Assigned task => Below are some records. Pull every line that contains the word "Default".

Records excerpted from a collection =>
========

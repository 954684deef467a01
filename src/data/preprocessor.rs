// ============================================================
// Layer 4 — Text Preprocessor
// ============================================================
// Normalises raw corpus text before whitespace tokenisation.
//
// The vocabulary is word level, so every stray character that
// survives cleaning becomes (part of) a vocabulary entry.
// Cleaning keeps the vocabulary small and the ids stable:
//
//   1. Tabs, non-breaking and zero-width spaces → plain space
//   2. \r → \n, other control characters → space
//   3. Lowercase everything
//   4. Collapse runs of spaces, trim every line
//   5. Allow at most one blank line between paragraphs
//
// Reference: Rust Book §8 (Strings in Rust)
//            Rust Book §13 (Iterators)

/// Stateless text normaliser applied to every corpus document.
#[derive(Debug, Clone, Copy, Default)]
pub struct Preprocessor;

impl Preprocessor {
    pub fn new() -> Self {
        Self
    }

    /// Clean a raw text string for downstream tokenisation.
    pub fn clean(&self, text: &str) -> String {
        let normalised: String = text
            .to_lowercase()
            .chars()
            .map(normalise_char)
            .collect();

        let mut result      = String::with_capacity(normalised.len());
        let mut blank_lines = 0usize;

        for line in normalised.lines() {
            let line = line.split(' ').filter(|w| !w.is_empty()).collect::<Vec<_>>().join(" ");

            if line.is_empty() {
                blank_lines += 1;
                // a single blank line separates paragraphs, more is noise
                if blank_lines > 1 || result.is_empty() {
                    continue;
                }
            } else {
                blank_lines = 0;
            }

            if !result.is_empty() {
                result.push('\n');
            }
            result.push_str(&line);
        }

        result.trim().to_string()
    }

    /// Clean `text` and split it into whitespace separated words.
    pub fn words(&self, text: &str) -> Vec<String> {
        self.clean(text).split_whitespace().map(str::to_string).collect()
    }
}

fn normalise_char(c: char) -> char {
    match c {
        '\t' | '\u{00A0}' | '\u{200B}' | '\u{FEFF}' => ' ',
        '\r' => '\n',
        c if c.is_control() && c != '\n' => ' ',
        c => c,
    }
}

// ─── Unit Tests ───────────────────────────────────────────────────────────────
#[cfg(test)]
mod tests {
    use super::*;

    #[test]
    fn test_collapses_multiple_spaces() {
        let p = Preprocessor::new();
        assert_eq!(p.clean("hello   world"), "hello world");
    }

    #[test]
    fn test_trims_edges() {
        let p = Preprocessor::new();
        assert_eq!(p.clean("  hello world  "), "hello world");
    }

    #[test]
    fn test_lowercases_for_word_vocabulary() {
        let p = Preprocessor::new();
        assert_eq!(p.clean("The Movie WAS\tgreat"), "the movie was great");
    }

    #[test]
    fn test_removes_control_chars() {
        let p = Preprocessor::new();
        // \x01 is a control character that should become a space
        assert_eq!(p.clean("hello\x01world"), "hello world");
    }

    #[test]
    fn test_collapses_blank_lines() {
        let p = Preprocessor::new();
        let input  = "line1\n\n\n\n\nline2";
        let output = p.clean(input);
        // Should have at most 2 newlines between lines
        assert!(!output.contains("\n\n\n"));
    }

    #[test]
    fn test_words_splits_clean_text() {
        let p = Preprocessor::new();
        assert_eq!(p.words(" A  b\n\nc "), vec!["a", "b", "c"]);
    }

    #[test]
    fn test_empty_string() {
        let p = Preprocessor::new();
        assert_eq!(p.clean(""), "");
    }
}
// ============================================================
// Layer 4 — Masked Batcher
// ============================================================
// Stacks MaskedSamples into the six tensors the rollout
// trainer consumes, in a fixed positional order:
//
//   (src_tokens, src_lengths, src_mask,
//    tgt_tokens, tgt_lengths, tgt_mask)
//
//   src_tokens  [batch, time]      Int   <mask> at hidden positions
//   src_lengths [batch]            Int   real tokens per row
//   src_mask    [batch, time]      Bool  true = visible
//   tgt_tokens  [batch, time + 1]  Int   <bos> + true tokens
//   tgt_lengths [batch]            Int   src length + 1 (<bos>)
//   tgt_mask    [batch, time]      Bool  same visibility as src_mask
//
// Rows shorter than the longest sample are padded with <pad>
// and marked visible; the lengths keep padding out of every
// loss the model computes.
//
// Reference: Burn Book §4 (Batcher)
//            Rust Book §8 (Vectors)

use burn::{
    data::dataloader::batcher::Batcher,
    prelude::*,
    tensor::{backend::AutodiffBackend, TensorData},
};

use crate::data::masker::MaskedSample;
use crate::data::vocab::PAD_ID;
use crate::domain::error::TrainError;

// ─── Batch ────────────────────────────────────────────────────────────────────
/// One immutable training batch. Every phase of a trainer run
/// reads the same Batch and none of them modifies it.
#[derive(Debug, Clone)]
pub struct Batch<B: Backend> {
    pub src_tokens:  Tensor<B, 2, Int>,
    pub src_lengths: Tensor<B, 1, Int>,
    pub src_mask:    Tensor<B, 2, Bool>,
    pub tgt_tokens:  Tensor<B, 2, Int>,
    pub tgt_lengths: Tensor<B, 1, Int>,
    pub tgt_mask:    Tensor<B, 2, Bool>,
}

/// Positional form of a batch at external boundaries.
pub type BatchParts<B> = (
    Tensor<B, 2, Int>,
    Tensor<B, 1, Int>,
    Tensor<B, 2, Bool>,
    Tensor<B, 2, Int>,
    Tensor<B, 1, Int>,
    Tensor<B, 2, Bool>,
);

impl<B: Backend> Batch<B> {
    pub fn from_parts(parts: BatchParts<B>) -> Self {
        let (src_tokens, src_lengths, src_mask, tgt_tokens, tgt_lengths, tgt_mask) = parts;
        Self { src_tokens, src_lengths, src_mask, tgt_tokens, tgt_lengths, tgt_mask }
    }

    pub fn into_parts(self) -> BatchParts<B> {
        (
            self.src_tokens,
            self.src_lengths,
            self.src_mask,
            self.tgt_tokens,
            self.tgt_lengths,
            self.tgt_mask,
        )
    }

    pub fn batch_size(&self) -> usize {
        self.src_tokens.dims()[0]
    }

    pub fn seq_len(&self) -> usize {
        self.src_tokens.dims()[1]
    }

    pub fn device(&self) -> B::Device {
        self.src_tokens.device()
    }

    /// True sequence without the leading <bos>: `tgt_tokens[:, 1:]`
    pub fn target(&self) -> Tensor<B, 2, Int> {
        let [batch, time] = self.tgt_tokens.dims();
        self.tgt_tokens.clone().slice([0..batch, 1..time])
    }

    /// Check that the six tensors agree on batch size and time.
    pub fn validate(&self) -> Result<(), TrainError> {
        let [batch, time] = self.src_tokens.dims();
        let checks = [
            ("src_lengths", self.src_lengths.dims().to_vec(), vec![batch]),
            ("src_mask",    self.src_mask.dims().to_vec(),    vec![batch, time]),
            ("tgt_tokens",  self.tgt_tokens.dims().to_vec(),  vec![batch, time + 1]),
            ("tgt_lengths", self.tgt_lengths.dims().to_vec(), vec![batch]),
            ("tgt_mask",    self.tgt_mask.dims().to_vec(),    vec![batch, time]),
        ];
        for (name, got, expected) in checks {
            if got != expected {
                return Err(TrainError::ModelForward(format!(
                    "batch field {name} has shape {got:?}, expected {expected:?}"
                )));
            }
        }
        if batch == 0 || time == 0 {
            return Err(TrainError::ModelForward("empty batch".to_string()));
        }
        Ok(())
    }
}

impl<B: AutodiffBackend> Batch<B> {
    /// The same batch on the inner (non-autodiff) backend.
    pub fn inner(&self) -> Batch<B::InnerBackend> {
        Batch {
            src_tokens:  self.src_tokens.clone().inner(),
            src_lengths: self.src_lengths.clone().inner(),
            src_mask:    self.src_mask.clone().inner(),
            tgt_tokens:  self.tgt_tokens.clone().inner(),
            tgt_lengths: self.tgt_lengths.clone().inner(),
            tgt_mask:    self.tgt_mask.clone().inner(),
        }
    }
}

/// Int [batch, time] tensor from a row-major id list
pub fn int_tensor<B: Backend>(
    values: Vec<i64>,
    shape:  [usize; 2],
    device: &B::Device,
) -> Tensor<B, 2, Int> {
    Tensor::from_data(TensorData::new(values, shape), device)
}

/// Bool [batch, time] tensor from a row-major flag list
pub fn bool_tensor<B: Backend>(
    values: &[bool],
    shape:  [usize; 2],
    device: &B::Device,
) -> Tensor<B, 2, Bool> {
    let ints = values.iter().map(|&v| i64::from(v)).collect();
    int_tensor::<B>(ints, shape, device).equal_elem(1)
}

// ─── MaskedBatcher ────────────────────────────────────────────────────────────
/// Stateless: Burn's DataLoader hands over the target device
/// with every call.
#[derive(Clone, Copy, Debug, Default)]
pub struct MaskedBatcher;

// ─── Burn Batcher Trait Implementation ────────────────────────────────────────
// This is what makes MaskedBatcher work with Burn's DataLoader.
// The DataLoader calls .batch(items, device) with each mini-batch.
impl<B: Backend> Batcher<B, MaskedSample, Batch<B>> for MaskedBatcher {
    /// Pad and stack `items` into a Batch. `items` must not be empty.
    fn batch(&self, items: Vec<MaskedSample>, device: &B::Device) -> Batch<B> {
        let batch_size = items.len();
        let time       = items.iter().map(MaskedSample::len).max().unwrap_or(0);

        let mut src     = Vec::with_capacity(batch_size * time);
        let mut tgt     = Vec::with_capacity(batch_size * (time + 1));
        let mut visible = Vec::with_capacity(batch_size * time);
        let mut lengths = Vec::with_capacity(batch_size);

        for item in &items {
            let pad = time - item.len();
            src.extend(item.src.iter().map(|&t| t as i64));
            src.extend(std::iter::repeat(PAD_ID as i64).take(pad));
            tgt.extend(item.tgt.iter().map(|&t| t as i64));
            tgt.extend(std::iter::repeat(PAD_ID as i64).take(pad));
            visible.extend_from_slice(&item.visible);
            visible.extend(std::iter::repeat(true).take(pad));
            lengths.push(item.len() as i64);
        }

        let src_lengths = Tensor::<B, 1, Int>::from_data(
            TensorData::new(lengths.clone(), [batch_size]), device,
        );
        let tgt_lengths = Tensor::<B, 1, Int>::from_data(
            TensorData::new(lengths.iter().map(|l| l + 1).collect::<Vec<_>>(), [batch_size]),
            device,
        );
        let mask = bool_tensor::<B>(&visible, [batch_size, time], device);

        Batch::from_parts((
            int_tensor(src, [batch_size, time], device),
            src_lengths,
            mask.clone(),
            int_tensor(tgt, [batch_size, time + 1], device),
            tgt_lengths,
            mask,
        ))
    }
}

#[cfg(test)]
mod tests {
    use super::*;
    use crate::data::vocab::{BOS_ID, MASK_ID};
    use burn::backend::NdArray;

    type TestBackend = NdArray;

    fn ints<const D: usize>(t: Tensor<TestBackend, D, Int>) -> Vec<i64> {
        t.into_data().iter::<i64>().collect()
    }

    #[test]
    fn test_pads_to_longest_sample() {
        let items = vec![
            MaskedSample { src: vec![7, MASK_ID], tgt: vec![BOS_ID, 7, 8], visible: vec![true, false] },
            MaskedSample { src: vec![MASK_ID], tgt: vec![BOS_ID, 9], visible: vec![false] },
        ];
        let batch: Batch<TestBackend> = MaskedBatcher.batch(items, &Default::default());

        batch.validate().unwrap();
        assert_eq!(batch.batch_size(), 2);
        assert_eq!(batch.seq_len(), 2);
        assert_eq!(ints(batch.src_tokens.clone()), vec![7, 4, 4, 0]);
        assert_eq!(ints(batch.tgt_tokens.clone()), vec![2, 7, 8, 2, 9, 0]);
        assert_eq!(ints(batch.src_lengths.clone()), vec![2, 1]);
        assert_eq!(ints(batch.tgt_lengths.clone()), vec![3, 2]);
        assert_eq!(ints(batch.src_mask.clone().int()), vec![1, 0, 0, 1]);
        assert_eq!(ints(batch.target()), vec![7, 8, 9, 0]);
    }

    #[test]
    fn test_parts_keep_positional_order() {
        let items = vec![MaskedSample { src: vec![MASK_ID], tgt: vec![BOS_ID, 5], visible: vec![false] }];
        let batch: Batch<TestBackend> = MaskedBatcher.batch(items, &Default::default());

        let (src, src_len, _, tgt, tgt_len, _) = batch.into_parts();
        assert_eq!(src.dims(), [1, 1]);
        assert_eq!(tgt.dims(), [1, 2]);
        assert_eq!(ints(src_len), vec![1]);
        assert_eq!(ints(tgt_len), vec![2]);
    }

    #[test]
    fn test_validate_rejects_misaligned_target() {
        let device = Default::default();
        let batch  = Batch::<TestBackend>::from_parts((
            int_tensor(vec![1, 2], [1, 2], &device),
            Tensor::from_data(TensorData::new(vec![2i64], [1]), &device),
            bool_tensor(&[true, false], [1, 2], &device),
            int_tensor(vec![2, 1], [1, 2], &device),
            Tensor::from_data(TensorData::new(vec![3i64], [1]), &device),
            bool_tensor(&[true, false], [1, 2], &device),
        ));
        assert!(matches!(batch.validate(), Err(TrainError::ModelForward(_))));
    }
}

========

Response area =>
#[derive(Debug, Clone, Copy, Default)]
#[derive(Clone, Copy, Debug, Default)]
        let batch: Batch<TestBackend> = MaskedBatcher.batch(items, &Default::default());
        let batch: Batch<TestBackend> = MaskedBatcher.batch(items, &Default::default());
        let device = Default::default();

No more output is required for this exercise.